I begin with a list of words like ["ONE","TWO","THREE","FOUR"]
.
我从一个单词列表开始,如[“ONE”,“TWO”,“THREE”,“FOUR”]。
Later, I join the list to make a string: "ONETWOTHREEFOUR"
. I do some stuff while looking at this string and get a list of indices, say [6,7,8,0,4]
(which maps onto that string to give me the word "THROW", though as pointed out in comments that's irrelevant to my question).
后来,我加入列表来创建一个字符串:“ONETWOTHREEFOUR”。我在查看这个字符串时会做一些事情并得到一个索引列表,比如[6,7,8,0,4](它映射到那个字符串上给我“THROW”这个词,尽管正如评论中指出的那样)与我的问题无关)。

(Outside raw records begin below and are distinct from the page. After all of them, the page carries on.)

//! Menu dispatch and error reporting for the shell loop.

use expense_core::CoreError;
use thiserror::Error;

use super::commands;
use super::io as cli_io;
use super::menu::{self, MainMenuChoice};
pub use super::shell_context::{CliMode, ShellContext};
use crate::errors::CliError;

#[derive(Debug, Clone, Copy, PartialEq, Eq)]
pub enum LoopControl {
    Continue,
    Exit,
}

pub type CommandResult = Result<(), CommandError>;

#[derive(Debug, Error)]
pub enum CommandError {
    #[error("Please enter a valid amount (number).")]
    InvalidAmount(String),
    #[error("Invalid choice! Please try again.")]
    InvalidChoice(String),
    #[error("Invalid choice!")]
    InvalidFilterChoice(String),
    #[error(transparent)]
    Core(#[from] CoreError),
    #[error(transparent)]
    Terminal(CliError),
    #[error("An unexpected error occurred: {0}")]
    UnreadableInput(String),
    #[error("Operation cancelled.")]
    Cancelled,
    #[error("input closed")]
    InputClosed,
    #[error("exit requested")]
    ExitRequested,
}

impl From<CliError> for CommandError {
    fn from(err: CliError) -> Self {
        if err.is_undecodable_input() {
            CommandError::UnreadableInput(err.to_string())
        } else {
            CommandError::Terminal(err)
        }
    }
}

impl ShellContext {
    /// Runs the action selected at the main menu.
    pub fn dispatch(&mut self, line: &str) -> Result<LoopControl, CommandError> {
        self.last_command = Some(line.trim().to_string());
        let choice =
            MainMenuChoice::parse(line).ok_or_else(|| CommandError::InvalidChoice(line.to_string()))?;
        tracing::debug!(?choice, "dispatching menu choice");

        let result = match choice {
            MainMenuChoice::AddExpense => commands::add_expense(self),
            MainMenuChoice::ViewExpenses => commands::view_expenses(self),
            MainMenuChoice::Summary => commands::show_summary(self),
            MainMenuChoice::Exit => commands::exit(self),
        };

        match result {
            Ok(()) => Ok(LoopControl::Continue),
            Err(CommandError::ExitRequested) => {
                self.running = false;
                Ok(LoopControl::Exit)
            }
            Err(CommandError::InputClosed) => {
                commands::farewell_short();
                self.running = false;
                Ok(LoopControl::Exit)
            }
            Err(err) => Err(err),
        }
    }

    /// Prints a recoverable error and keeps the session alive. Terminal
    /// failures are handed back to end the loop.
    pub fn report_error(&self, err: CommandError) -> Result<(), CliError> {
        match err {
            CommandError::ExitRequested | CommandError::InputClosed => Ok(()),
            CommandError::Terminal(err) => Err(err),
            CommandError::InvalidChoice(input) => {
                cli_io::print_error("Invalid choice! Please try again.");
                if let Some(hint) = menu::suggest(&input) {
                    cli_io::print_info(format!("Did you mean `{}`?", hint));
                }
                Ok(())
            }
            CommandError::InvalidAmount(input) => {
                tracing::debug!(%input, "rejected amount");
                cli_io::print_error("Please enter a valid amount (number).");
                Ok(())
            }
            CommandError::UnreadableInput(detail) => {
                tracing::warn!(%detail, "discarded undecodable input line");
                cli_io::print_error(format!("An unexpected error occurred: {detail}"));
                cli_io::print_info("Please try again.");
                Ok(())
            }
            CommandError::Cancelled => {
                cli_io::print_info("\nOperation cancelled.");
                Ok(())
            }
            other => {
                cli_io::print_error(&other);
                Ok(())
            }
        }
    }
}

Now I want to know which items from the original list gave me the letters I am using to make my word. I know I used letters [6,7,8,0,4]

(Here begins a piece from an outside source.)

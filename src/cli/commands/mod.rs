mod expense;
mod system;

pub(crate) use expense::{add_expense, show_summary, view_expenses};
pub(crate) use system::{exit, farewell_short};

from the joined string. Based on that list of string indices, I want the output {0,1,2}
, because I used letters from every word in the original list except "FOUR"
.
现在我想知道原始列表中的哪些项目给了我用来表达我的信件。我知道我使用了连接字符串中的字母[6,7,8,0,4]。根据字符串索引列表,我想要输出{0,1,2},因为我使用了原始列表中除“FOUR”之外的每个单词的字母。
What I've tried so far:
到目前为止我尝试了什么:
wordlist = ["ONE","TWO","THREE","FOUR"]
stringpositions = [6,7,8,0,4]
wordlengths = tuple(len(w) for w in wordlist) #->(3, 3, 5, 4)
wordstarts = tuple(sum(wordlengths[:i]) for i in range(len(wordlengths))) #->(0, 3, 6, 11)
words_used = set()
for pos in stringpositions:
prev = 0
for wordnumber,wordstart in enumerate(wordstarts):
if pos < wordstart:
words_used.add(prev)
break
prev = wordnumber
It seems awfully long-winded. What's the best (and/or most Pythonic) way for me to do this?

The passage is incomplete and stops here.